## WHAT YOU NEED TO DO
From the line with "funds it manages." down to the final line of the records below, retype everything exactly and leave out the rest.

## PROVIDED INFORMATION
--- START ---

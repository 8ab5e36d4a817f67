use serde::{Deserialize, Serialize};

use crate::structs::Address;

/// The direction of a rollover cycle batch.
#[derive(Debug, Clone, Copy, PartialEq, Eq, Serialize, Deserialize)]
pub enum CycleDirection {
    Deposit,
    Withdraw,
}

impl CycleDirection {
    /// Returns the opposite direction of the cycle.
    pub fn opposite(&self) -> Self {
        match self {
            CycleDirection::Deposit => CycleDirection::Withdraw,
            CycleDirection::Withdraw => CycleDirection::Deposit,
        }
    }
}

/// An explicit capability passed into privileged ledger and engine APIs.
///
/// The hosting environment decides who the caller is and hands the matching
/// capability in, instead of the component inspecting an ambient caller.
#[derive(Debug, Clone, Copy, PartialEq, Eq, Serialize, Deserialize)]
pub enum Caller {
    /// The fund owner. Required for strategy and controller registration.
    Owner,
    /// A registered strategy acting on pooled funds it manages.
    Strategy(Address),
    /// A depositor.
    User(Address),
}

/// The failure taxonomy shared by every crate in the workspace.
///
/// Each crate's error enum maps into one of these classes via a `kind()`
/// method, so callers can branch on the class without matching every
/// concrete variant.
#[derive(Debug, Clone, Copy, PartialEq, Eq, Serialize, Deserialize)]
pub enum FailureKind {
    /// Invalid or missing signature, unknown controller, wrong capability.
    Authorization,
    /// Strategy inactive or paused, insufficient balance.
    StateGate,
    /// No healthy endpoint, no configured endpoint.
    Availability,
    /// Invalid registration target, malformed settings.
    Config,
}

--- END ---

## SOLUTION
    /// A registered strategy acting on pooled funds it manages.
    Strategy(Address),
    /// A depositor.
    User(Address),
}

/// The failure taxonomy shared by every crate in the workspace.
///
/// Each crate's error enum maps into one of these classes via a `kind()`
/// method, so callers can branch on the class without matching every
/// concrete variant.
#[derive(Debug, Clone, Copy, PartialEq, Eq, Serialize, Deserialize)]
pub enum FailureKind {
    /// Invalid or missing signature, unknown controller, wrong capability.
    Authorization,
    /// Strategy inactive or paused, insufficient balance.
    StateGate,
    /// No healthy endpoint, no configured endpoint.
    Availability,
    /// Invalid registration target, malformed settings.
    Config,
}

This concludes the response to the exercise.